Catch up on stories from the past week (and beyond) at the Slashdot story archive


Forgot your password?

Automatic Image Tagging 123

bignickel writes "Researchers at Penn State have applied for a patent on software that automatically recognizes objects in photos and tags them accordingly. The 'Automatic Linguistic Indexing of Pictures Real-Time' software (catchy name) trained a database using tens of thousands of images, and new images have 15 tags suggested based on comparisons with objects or concepts in the database. Not sure how you identify a 'concept,' and they're only talking about having one correct tag in the top 15, but still cool."
This discussion has been archived. No new comments can be posted.

Automatic Image Tagging

Comments Filter:
  • by goldmeer ( 65554 ) on Thursday November 02, 2006 @09:11PM (#16698175)
    The vast majority of the images on the internets including The Google include "Pornography" in it's top 15 tags suggested. The accuracy rate is surprisingly high.
    • I don't know how to define pornography, but I know how to tag an image with it when I see it.
  • That Sucks (Score:2, Funny)

    by JerkyBoy ( 455854 ) *
    Researchers at a publicly funded institution are using their research results for personal (financial gain). Pennsylvania's tax dollars at work? How is this legal?
    • Re: (Score:2, Informative)

      by Nybarius ( 799156 )
      Contrary to what you might believe, there is nothing unethical about making money. The government even gives out grants for entrepreneurs, and lets them keep all the profits; it's good for the economy, overall. The profit motive is a much more powerful incentive to positive social change than the goodness that lies in the hearts of men,

    • by Manchot ( 847225 )
      Just because the institution is partially publicly funded doesn't mean that the research is. As a matter of fact, at many public universities, the big research groups have the "opposite" of public funding. As an example, use the University of Illinois. In theory, they're a public university. In practice, they get 20% of their budget from the state. This means that the big research groups in the College of Engineering, some of whom bring in millions of dollars a year, can end up pay up to 50% in taxes to sub
    • Penn State is a private school (privately chartered by the Commonwealth) despite what the name implies. It also receives less than 5% of it's funding from the state.

      from []

      Today Penn State is one of four 'state-related' universities (along with the University of Pittsburgh, Temple University, and Lincoln University), institutions that are not state-owned and -operated but that have the character of public universities and receive substantial state appropriations.


      • I think how well Penn State is compensated by the state can be calculated in lots of different ways. I'm sure Penn State benefits from things like state maintained roads, sewer systems and other general public infrastructure. As an educational institution there is some chance that they don't pay property taxes which means that they don't pay in to the funds that pay for that same infrastructure.

        All that said, I think software patents suck, no matter who is doing the patenting.

        • Agreed. I was merely addressing GPs point about Penn State being a public school.

          Regarding the compensation levels, Penn State receives less than the other 'state-affiliated' private universities in PA (though my info is somewhat dated).

          And I agree with your statement about the software patents, though I think .edu's generally allow the public their free not-for-profit use. Think about FreeBSD's origin at the University of California at Berkeley.

          And EULAs suck, but linux has one!
    • As an alum still paying off out of state tution, PSU is NOT a public institution. The University gets next to nothing from the state of PA.
  • by Heir Of The Mess ( 939658 ) on Thursday November 02, 2006 @09:21PM (#16698273)

    I've seen lots of systems like this. The problem is in the 50% of the images that don't work, so basically you have to manually tag 50% of your images.

    I saw an interesting one about 10 years ago. It took an X-Ray image, did an edge detection, converted all the edges to a slope vs distance 2D plot, and conerted edge curves to a radius and distance plot, then used a kind of statistical correlation algorithm to pick which part of the body the image was from. I could imagine that you could apply something similar to the luminance of an image to pick out objects, and then maybe do some color transforms and stuff to improve results. The article says they do it in 1.4 seconds per image though, which is impressive.

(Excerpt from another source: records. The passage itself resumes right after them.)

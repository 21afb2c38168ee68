use std::env;
use std::path::{Path, PathBuf};

/// Where a hardware-enabled FFmpeg build usually lives when the system one
/// is not picked up by pkg-config.
fn ffmpeg_candidates(target_os: &str, target_arch: &str) -> Vec<PathBuf> {
    match target_os {
        "windows" => env::var("VCPKG_ROOT")
            .map(|root| {
                let triplet =
                    env::var("VCPKGRS_TRIPLET").unwrap_or_else(|_| "x64-windows".to_string());
                vec![PathBuf::from(root).join("installed").join(triplet)]
            })
            .unwrap_or_default(),
        "macos" => vec![
            PathBuf::from("/opt/homebrew/opt/ffmpeg"),
            PathBuf::from("/usr/local/opt/ffmpeg"),
        ],
        // Rockchip boards typically carry an MPP/RGA-enabled FFmpeg next to
        // the distribution one.
        "linux" if target_arch == "aarch64" => vec![PathBuf::from("/opt/ffmpeg-rockchip")],
        _ => Vec::new(),
    }
}

fn has_libraries(prefix: &Path) -> bool {
    prefix.join("lib").exists() && prefix.join("include").join("libavfilter").exists()
}

fn main() {
    println!("cargo:rerun-if-env-changed=FFMPEG_DIR");
    println!("cargo:rerun-if-env-changed=PKG_CONFIG_PATH");
    println!("cargo:rerun-if-env-changed=VCPKG_ROOT");
    println!("cargo:rerun-if-env-changed=VCPKGRS_TRIPLET");

    if env::var_os("FFMPEG_DIR").is_some() {
        return;
    }

    let target_os = env::var("CARGO_CFG_TARGET_OS").unwrap_or_default();
    let target_arch = env::var("CARGO_CFG_TARGET_ARCH").unwrap_or_default();

    match ffmpeg_candidates(&target_os, &target_arch)
        .into_iter()
        .find(|prefix| has_libraries(prefix))
    {
        Some(prefix) => println!(
            "cargo:warning=Found FFmpeg at {}. Set FFMPEG_DIR={} if ffmpeg-sys-next picks up a build without the hardware decoders you need.",
            prefix.display(),
            prefix.display(),
        ),
        None if target_os == "windows" => println!(
            "cargo:warning=FFMPEG_DIR is not set. On Windows, install FFmpeg (with d3d11va/dxva2 support) via vcpkg and set VCPKG_ROOT or FFMPEG_DIR."
        ),
        None => {}
    }
}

    • Re: (Score:3, Insightful)

      by cloudmaster ( 10662 )
      Since you don't know *which* 50% it'll get right, though, you end up having to look at 100% to determine if the system got it right or not. At that point, it's only saving you a few seconds of typing / picking from a drop-down list. :)
      • by llauren ( 80737 )
        If they did it with any kind of sense, they would not tag pictures they weren't confident enough of. But of course, i didn't read the fine article. This is /. after all :)
      • by pe1chl ( 90186 )
        It is quite common to start building a system like this (image recognition, speech recognition, automatic translation, etc etc) and publish a press release stating that "the initial results are promising".
        That is because the coarse approach to the problem is relatively uncomplicated, and after building some framework and inputting some reference data it is easy to make the system do some things right. Like guessing keywords correct for 50% of the input.

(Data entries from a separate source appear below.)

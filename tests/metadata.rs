//! Frame metadata and stream information tests.
//!
//! Probe tests require fixture files from
//! `tests/fixtures/generate_fixtures.sh`.

use std::{path::Path, time::Duration};

use framepump::{FrameTime, MediaProbe, MetadataTracker, Rational, metadata::estimate_frame_total};

fn sample_video_path() -> &'static str {
    "tests/fixtures/sample_video.mp4"
}

// ── MetadataTracker ───────────────────────────────────────────────

#[test]
fn tracker_counts_from_zero() {
    let mut tracker = MetadataTracker::new(Rational::new(1, 1000));
    assert_eq!(tracker.current_frame_id(), 0);
    assert_eq!(tracker.last_time(), FrameTime::Unknown);

    let first = tracker.record(Some(0));
    let second = tracker.record(Some(500));
    assert_eq!(first.frame_id, 0);
    assert_eq!(second.frame_id, 1);
    assert_eq!(tracker.current_frame_id(), 2);
    assert_eq!(second.time, FrameTime::Exact(0.5));
    assert_eq!(second.timestamp(), Some(Duration::from_millis(500)));
    assert_eq!(tracker.last_pts(), Some(500));
}

#[test]
fn missing_pts_carries_time_forward() {
    let mut tracker = MetadataTracker::new(Rational::new(1, 90_000));
    tracker.record(Some(180_000));

    let untimed = tracker.record(None);
    assert_eq!(untimed.pts, None);
    assert_eq!(untimed.time, FrameTime::CarriedForward(2.0));
    assert!(!untimed.time.is_exact());
    assert_eq!(untimed.time.seconds(), Some(2.0));
    assert_eq!(tracker.last_pts(), None);

    // The next timed frame is exact again.
    let timed = tracker.record(Some(183_000));
    assert!(timed.time.is_exact());
}

#[test]
fn missing_pts_before_any_timestamp_is_unknown() {
    let mut tracker = MetadataTracker::new(Rational::new(1, 25));
    let metadata = tracker.record(None);
    assert_eq!(metadata.time, FrameTime::Unknown);
    assert_eq!(metadata.time.seconds(), None);
    assert_eq!(metadata.timestamp(), None);
    assert_eq!(tracker.current_frame_id(), 1);
}

#[test]
fn untimed_frames_are_counted() {
    let mut tracker = MetadataTracker::new(Rational::new(1, 1000));
    tracker.record(Some(0));
    for _ in 0..3 {
        assert_eq!(tracker.record(None).time, FrameTime::CarriedForward(0.0));
    }
    tracker.record(Some(100));

    assert_eq!(tracker.untimed_frames(), 3);
    assert_eq!(tracker.current_frame_id(), 5);
}

#[test]
fn degenerate_time_base_yields_no_time() {
    let mut tracker = MetadataTracker::new(Rational::new(0, 1));
    assert_eq!(tracker.seconds_from_pts(100), None);
    assert_eq!(tracker.record(Some(100)).time, FrameTime::Unknown);
}

#[test]
fn negative_pts_has_time_but_no_timestamp() {
    let mut tracker = MetadataTracker::new(Rational::new(1, 1000));
    let metadata = tracker.record(Some(-500));
    assert_eq!(metadata.time, FrameTime::Exact(-0.5));
    assert_eq!(metadata.timestamp(), None);
}

// ── estimate_frame_total ──────────────────────────────────────────

#[test]
fn estimate_prefers_container_count() {
    assert_eq!(
        estimate_frame_total(120, 999_999, Rational::new(1, 1000), 30.0, None),
        120
    );
}

#[test]
fn estimate_from_stream_duration() {
    // 10 seconds at 1/90000.
    assert_eq!(
        estimate_frame_total(0, 900_000, Rational::new(1, 90_000), 25.0, None),
        250
    );
}

#[test]
fn estimate_from_container_duration() {
    assert_eq!(
        estimate_frame_total(0, 0, Rational::new(1, 1000), 30.0, Some(Duration::from_secs(4))),
        120
    );
}

#[test]
fn estimate_unknown_is_zero() {
    assert_eq!(estimate_frame_total(0, 0, Rational::new(1, 1000), 30.0, None), 0);
    assert_eq!(
        estimate_frame_total(0, 1000, Rational::new(1, 1000), 0.0, Some(Duration::from_secs(1))),
        0
    );
}

// ── probing ───────────────────────────────────────────────────────

#[test]
fn probe_sample_video() {
    let path = sample_video_path();
    if !Path::new(path).exists() {
        return;
    }

    let info = MediaProbe::probe(path).expect("Failed to probe");
    assert_eq!(info.width, 1920);
    assert_eq!(info.height, 1080);
    assert_eq!(info.codec, "h264");
    assert!(info.container_format.contains("mp4"));
    assert_eq!(info.estimated_frame_total, 60);

    let duration = info.duration.expect("Fixture has a duration");
    assert!(
        (duration.as_secs_f64() - 2.0).abs() < 0.1,
        "Duration {duration:?}"
    );
    assert!(info.time_base.0 > 0 && info.time_base.1 > 0);
}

        What is hard is to get it correct for close to 100% of
      • It depends what you're using the image tagging for. If it's just for search, a la Google, then it doesn't matter if you get some false positives (though it had better be way under 50%!). I mean, if you search for something on Google you sometimes come up with totally irrelevant stuff to the query, and people aren't that worried about it.
    • The human body is pretty much the same between people, and XRays are generally shot from similar directions person to person - so the kind of check you are describing seems like it would yield high matches for pretty much any part of the body.

      In the real world we have an object you might take a picture of from any angle, using a myriad of focal lengths, with variable levels of distorition depending on the lens and camera used. Really nasty for generic object recognition. I think the best we can hope for i
      • In the real world we have an object you might take a picture of from any angle, using a myriad of focal lengths, with variable levels of distorition depending on the lens and camera used. Really nasty for generic object recognition.

        Don't forget occlusion!

  • Not RTFA to be honest, but can I claim prior art? mage_Retrieval__A_Words_and_Pictures_Approach.pdf []

    We didn't have enough time to train the system properly, but itstarted off well...

    • I'm sorry, but that pdf link you posted, is not a scientific article, it seems like a requirements specification made by business students.
      The science in your 'prior art' is mostly segmentation, and has very limited validation.

      If you say Kobus Barnard's work has prior art, that is true, because his work is very related to the ALIP system.
      see []
  • by ch-chuck ( 9622 )
    You've got to hand it to those cunning linguists at Penn State.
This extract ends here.